Owning is a no-brainer, right?
Not so fast. Today, with the real estate market in turmoil from the subprime mortgage debacle, many people may be better off renting — for the next few years, at any rate.
The rent-or-buy decision has two parts — the mathematical and the personal. It’s the math that has changed. Home prices are falling in much of the country. That should be good for buyers, except that many experts think prices will fall even more — by 10 to 15 percent, according to some projections.
Buy today and you could soon find your home is worth less than you paid — and less than you owe the mortgage company. Imagine if you had to move for a new job, to get more space for a growing family, or to get a cheaper place after losing a job or spouse.
Meanwhile, rents have fallen in many places, mainly because real-estate speculators who bought during the recent boom find they cannot sell the properties they’d hoped to flip. They’re trying to rent their properties instead, and the surge in supply pushes rents down. Some landlords are reducing security deposits, offering the first month rent-free or even throwing in utilities, not a small incentive considering high energy costs.
Recently, three Federal Reserve economists — one former and two current — looked at the long-term relationship between home prices and rents. They found that from 1960 through 1995 annual rents averaged from 5 to 5.25 percent of home prices. Then the figure started falling, reaching 3.5 percent at the end of 2006. In other words, rents are unusually low relative to home prices, and to get back to normal rents would have to soar or prices to plummet.
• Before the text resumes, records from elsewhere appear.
// Inbox tests
// Conversation list projection, switching conversations and the looping typing preview

mod common;
use common::{quiet_config, setup_logging};

use std::sync::Arc;
use std::time::Duration;

use tenantline::chat::{filter_conversations, Inbox, SessionEvent};
use tenantline::clock::{Clock, ManualClock};
use tenantline::config::LifecycleConfig;
use tenantline::error::ChatError;
use tenantline::models::{DeliveryStatus, Participant, PropertyRef};
use tenantline::seed::seed_conversations;

fn inbox(config: LifecycleConfig) -> (Inbox, Arc<ManualClock>) {
    setup_logging();
    let clock = Arc::new(ManualClock::default());
    let inbox = Inbox::new(seed_conversations(clock.now()), config, clock.clone());
    (inbox, clock)
}

fn no_preview() -> LifecycleConfig {
    LifecycleConfig { inbox_typing_preview: false, ..quiet_config() }
}

fn ids<'a>(list: &[&'a tenantline::models::Conversation]) -> Vec<&'a str> {
    list.iter().map(|c| c.id.as_str()).collect()
}

/// An empty query is the identity projection
#[test]
fn test_empty_query_is_identity() {
    let (inbox, _) = inbox(no_preview());
    let all: Vec<&str> = inbox.conversations().iter().map(|c| c.id.as_str()).collect();
    assert_eq!(ids(&inbox.search("")), all);
    assert_eq!(all, vec!["conv-sarah", "conv-mike", "conv-apex"], "Seed is ordered by recency");
}

/// A query matching nobody yields nothing
#[test]
fn test_unmatched_query_is_empty() {
    let (inbox, _) = inbox(no_preview());
    assert!(inbox.search("Nonexistent Tower").is_empty());
    assert!(filter_conversations(inbox.conversations(), "qqq").is_empty());
}

#[test]
fn test_search_by_property() {
    let (inbox, _) = inbox(no_preview());
    assert_eq!(ids(&inbox.search("maple court")), vec!["conv-apex"]);
    assert_eq!(ids(&inbox.search("LOFTS")), vec!["conv-mike"]);
}

/// Opening marks read; switching disposes the previous session and keeps its state
#[test]
fn test_switching_disposes_previous_session() {
    let (mut inbox, clock) = inbox(no_preview());
    assert_eq!(inbox.unread_total(), 1);

    let mut sarah_events = inbox.open("conv-sarah").unwrap();
    assert_eq!(inbox.conversation("conv-sarah").unwrap().unread, 0);

    let id = inbox.active_mut().unwrap().send_text("Plumber is on the way").unwrap();
    clock.advance(Duration::from_millis(600));
    inbox.tick();

    let _mike_events = inbox.open("conv-mike").unwrap();
    assert_eq!(inbox.active().unwrap().conversation().id, "conv-mike");

    // Sarah's session saw its disposal and then nothing more
    let events = common::drain(&mut sarah_events);
    assert_eq!(events.last(), Some(&SessionEvent::Disposed));

    clock.advance(Duration::from_secs(30));
    inbox.tick();
    assert!(common::drain(&mut sarah_events).is_empty());

    let sarah = inbox.conversation("conv-sarah").unwrap();
    let message = sarah.message(&id).unwrap();
    assert_eq!(message.status, DeliveryStatus::Sent, "Delivery stops when the conversation is switched away");
}

/// The list mirrors the open conversation while it runs
#[test]
fn test_active_state_synced_into_list() {
    let (mut inbox, clock) = inbox(no_preview());
    inbox.open("conv-mike").unwrap();
    let id = inbox.active_mut().unwrap().send_text("Signed copies received").unwrap();

    clock.advance(Duration::from_secs(4));
    inbox.tick();

    let mike = inbox.conversation("conv-mike").unwrap();
    assert_eq!(mike.message(&id).map(|m| m.status), Some(DeliveryStatus::Read));
    assert_eq!(inbox.close_active(), Some("conv-mike".to_string()));
    assert!(inbox.active().is_none());
}

#[test]
fn test_open_unknown_conversation() {
    let (mut inbox, _) = inbox(no_preview());
    inbox.open("conv-sarah").unwrap();
    assert!(matches!(inbox.open("conv-ghost"), Err(ChatError::UnknownConversation(_))));
    // The failed open leaves the current conversation untouched
    assert_eq!(inbox.active().unwrap().conversation().id, "conv-sarah");
}

/// New conversations go to the top and can be opened
#[test]
fn test_start_conversation() {
    let (mut inbox, _) = inbox(no_preview());
    let id = inbox
        .start_conversation(
            Participant::new("Dana Whitfield"),
            Some(PropertyRef { id: "prop-9".to_string(), name: "Harbor View 2A".to_string() }),
        )
        .unwrap();

    assert_eq!(inbox.conversations()[0].id, id);
    assert_eq!(ids(&inbox.search("harbor")), vec![id.as_str()]);
    assert!(inbox.open(&id).is_ok());
}

/// The list preview loops idle <-> typing until disposed
#[test]
fn test_looping_preview() {
    let config = quiet_config();
    let (mut inbox, clock) = inbox(config.clone());
    assert_eq!(inbox.pending_timers(), 3);
    assert!(!inbox.is_typing("conv-mike"));

    clock.advance(config.typing_idle());
    inbox.tick();
    assert!(inbox.is_typing("conv-mike"));

    clock.advance(config.typing_duration());
    inbox.tick();
    assert!(!inbox.is_typing("conv-mike"));

    clock.advance(config.typing_idle());
    inbox.tick();
    assert!(inbox.is_typing("conv-mike"), "Loop should start another burst");

    inbox.dispose();
    assert_eq!(inbox.pending_timers(), 0);
    assert!(!inbox.is_typing("conv-mike"));
    clock.advance(Duration::from_secs(60));
    assert_eq!(inbox.tick(), 0);
    assert!(matches!(inbox.open("conv-mike"), Err(ChatError::SessionDisposed)));
}

/// The open conversation is left out of the preview loop
#[test]
fn test_preview_paused_for_open_conversation() {
    let config = quiet_config();
    let (mut inbox, clock) = inbox(config.clone());
    inbox.open("conv-sarah").unwrap();
    assert_eq!(inbox.pending_timers(), 2);

    clock.advance(config.typing_idle());
    inbox.tick();
    assert!(!inbox.is_typing("conv-sarah"));
    assert!(inbox.is_typing("conv-apex"));

    inbox.close_active();
    assert_eq!(inbox.pending_timers(), 3);
}

/// Zero preview intervals are clamped, so a tick always returns
#[test]
fn test_zero_preview_intervals_do_not_spin() {
    let config = LifecycleConfig { typing_idle_ms: 0, typing_duration_ms: 0, ..quiet_config() };
    let (mut inbox, clock) = inbox(config);

    clock.advance(Duration::from_millis(1));
    assert_eq!(inbox.tick(), 3, "Each conversation toggles once per millisecond");
    assert!(inbox.is_typing("conv-mike"));

    clock.advance(Duration::from_millis(1));
    inbox.tick();
    assert!(!inbox.is_typing("conv-mike"));
    assert_eq!(inbox.pending_timers(), 3);
}

/// A reply that lands while the conversation is open does not count as unread
#[test]
fn test_reply_while_open_stays_read() {
    let config = LifecycleConfig { inbox_typing_preview: false, ..common::chatty_config() };
    let (mut inbox, clock) = inbox(config);
    let mut events = inbox.open("conv-mike").unwrap();
    inbox.active_mut().unwrap().send_text("Any questions about the lease?").unwrap();

    clock.advance(Duration::from_secs(20));
    inbox.tick();
    let replied = common::drain(&mut events)
        .iter()
        .any(|e| matches!(e, SessionEvent::MessageAdded(m) if m.sender == tenantline::models::Sender::Peer));
    assert!(replied, "Expected the peer to answer");

    inbox.close_active();
    assert_eq!(inbox.conversation("conv-mike").unwrap().unread, 0);
    assert_eq!(inbox.unread_total(), 1, "Only Sarah's untouched thread is unread");
}

/// Reopening a conversation restarts its preview exactly once
#[test]
fn test_preview_rearmed_once_per_conversation() {
    let config = quiet_config();
    let (mut inbox, clock) = inbox(config.clone());
    inbox.open("conv-apex").unwrap();
    inbox.close_active();
    inbox.open("conv-apex").unwrap();
    inbox.close_active();
    assert_eq!(inbox.pending_timers(), 3);

    clock.advance(config.typing_idle());
    inbox.tick();
    assert!(inbox.is_typing("conv-apex"));
}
Imagine a typical case: In buying a home you pay real estate transfer taxes, lawyer’s fees, mortgage application fees and other closing costs that altogether come to 5 percent of the property’s sales price. And assume that if you were to sell the home you’d pay a 6 percent Realtor’s commission. The property would have to appreciate about 11 percent before you could sell it for enough to offset these costs and break even.
If the home appreciated at the average long-term inflation rate of 3 percent a year, you’d have to own it about four years to break even. But if the property’s value fell by 10 percent over the next year or two, you might have to own it twice as long to break even – for eight or 10 years, maybe longer if the downturn were prolonged.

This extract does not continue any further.